The rule is the default rule.
Because 'sigma' is not available to the internet, the '$' will be used to represent a syllable:
All word boundaries are syllable boundaries. By convention, but the syllable boundary is placed inside the word boundary: # pat # --> #$ pat $#.
If an alveolar stop and the phoneme /l/ occur between vowels, the alveolar stop goes with the first syllable, /l/ with the second syllable. Obviously, any consonants preceding the alveolar stop will go into the preceding syllable: # atlas # --> #$ at $ las $#, # antler # --> #$ ant $ ler $#.
If /s/ follows a stressed vowel, /s/ is placed in the first syllable: # aster # --> #$ as $ ter $#.
If /s/ precedes a stressed vowed, /s/ is placed in the following syllable: # astern # --> # $ a $ stern$#, # astride# --> #$ a $ stride $#.
If a single consonant occurs between two vowels, the vowel is placed in the second syllable: #stupid# --> #$ stu $ pid $#, # ajar # --> #$ a $ jar $#.
Otherwise, the syllable boundary is placed between a sequence of two consonants. This rule applies after the above rules have applied. There are three rules dealing with special sequences: an alveolar stop plus /s/, /sC/ following a stressed vowel, and /sC/ preceding a stressed vowel. If none of above rules apply, a single consonant goes in the second syllable, and a syllable boundary is inserted between two remaining consonants: # rapture # --> #$ rap $ ture $#, # reptilian # --> #$ rep $ ti $li # an $#.

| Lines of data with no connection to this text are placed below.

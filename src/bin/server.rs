use std::{
    fs::OpenOptions,
    net::{IpAddr, SocketAddr},
    path::{Path, PathBuf},
    sync::Arc,
};

use axum::{
    Router,
    extract::{MatchedPath, Request},
    middleware,
};
use axum_server::Handle;
use clap::Parser;
use rusqlite::Connection;
use tower_http::trace::TraceLayer;
use tracing_subscriber::{EnvFilter, Layer, filter, layer::SubscriberExt, util::SubscriberInitExt};

use fintrack::{AppState, PaginationConfig, build_router, graceful_shutdown, logging_middleware};

/// The REST API server for fintrack.
#[derive(Parser, Debug)]
#[command(version, about, long_about = None)]
struct Args {
    /// File path to the application SQLite database.
    #[arg(long)]
    db_path: String,

    /// The address to serve the API from.
    #[arg(short, long, default_value = "127.0.0.1")]
    address: IpAddr,

    /// The port to serve the API from.
    #[arg(short, long, default_value_t = 3000)]
    port: u16,

    /// The canonical name of the local timezone, e.g. "Pacific/Auckland".
    ///
    /// Used to work out today's date for new transactions and the monthly trend.
    #[arg(long, default_value = "Etc/UTC")]
    timezone: String,

    /// File path for the debug log.
    #[arg(long, default_value = "debug.log")]
    log_path: PathBuf,

    /// The number of transactions per page when a client does not ask for a page size.
    #[arg(long, default_value_t = 20)]
    default_page_size: u64,
}

#[tokio::main]
async fn main() {
    let args = Args::parse();

    setup_logging(&args.log_path);

    let addr = SocketAddr::new(args.address, args.port);

    let conn = Connection::open(&args.db_path).expect("Could not open the database.");
    let pagination_config = PaginationConfig {
        default_page_size: args.default_page_size,
        ..Default::default()
    };
    let state = match AppState::new(conn, &args.timezone, pagination_config) {
        Ok(state) => state,
        Err(error) => {
            tracing::error!("Could not start the server: {error}");
            std::process::exit(1);
        }
    };

    let handle = Handle::new();
    tokio::spawn(graceful_shutdown(handle.clone()));

    let router = build_router(state).layer(middleware::from_fn(logging_middleware));
    let router = add_tracing_layer(router);

    tracing::info!("HTTP server listening on {}", addr);
    axum_server::bind(addr)
        .handle(handle)
        .serve(router.into_make_service())
        .await
        .expect("The server stopped unexpectedly.");
}

fn setup_logging(log_path: &Path) {
    let stdout_filter =
        EnvFilter::try_from_default_env().unwrap_or_else(|_| EnvFilter::new("info"));
    let stdout_log = tracing_subscriber::fmt::layer()
        .pretty()
        .with_filter(stdout_filter);

    let log_file = OpenOptions::new()
        .create(true)
        .append(true)
        .open(log_path)
        .expect("Could not create log file");

    let debug_log = tracing_subscriber::fmt::layer()
        .pretty()
        .with_ansi(false)
        .with_writer(Arc::new(log_file))
        .with_filter(filter::LevelFilter::DEBUG);

    tracing_subscriber::registry()
        .with(stdout_log)
        .with(debug_log)
        .init();
}

fn add_tracing_layer(router: Router) -> Router {
    let tracing_layer = TraceLayer::new_for_http()
        .make_span_with(|req: &Request| {
            let method = req.method();
            let uri = req.uri();

            let matched_path = req
                .extensions()
                .get::<MatchedPath>()
                .map(|matched_path| matched_path.as_str());

            tracing::debug_span!("request", %method, %uri, matched_path)
        })
        // Errors are already logged where they happen.
        .on_failure(());

    router.layer(tracing_layer)
}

There is a better approach than the above. Recall that we defined a syllable based on the sonority scale. If both consonants have the same sonority rank, they are equal and each is placed in a different syllable, because, as we shown above, the syllable is based on a scale of rising and falling sonority. Suppose that a syllable must begin with the least sonorous member in a string with two exceptions. The exceptions include 'D+/l/', where D ranks lower (7) than /l/ (4), and 's' plus a stop (plus a sonorant) plus a stressed vowel. Here /s/ (5) is lower than the following stop (7). One more constraint: outside of prothetic /s/, two obstruents cannot occur in initial position of a syllable.
This causes a problem for the structure of the syllable and it has been an extrasyllabic form. This is peculiar to Indo-European languages, though French and Spanish no longer permit /s/ before a consonant in syllable initial position. Even in Italian the combination is shaky. Let us not concern ourselves with extrasyllabicity here, and just note that prothetic /s/ is an exception and a problem.
With these two exceptions we can now predict syllable boundaries--the syllable begins with the least sonorous segment in a string.
Since two obstruents cannot be assigned to syllable initial position, /p/ is assigned to the first syllable, while the affricate is assigned to the second syllable.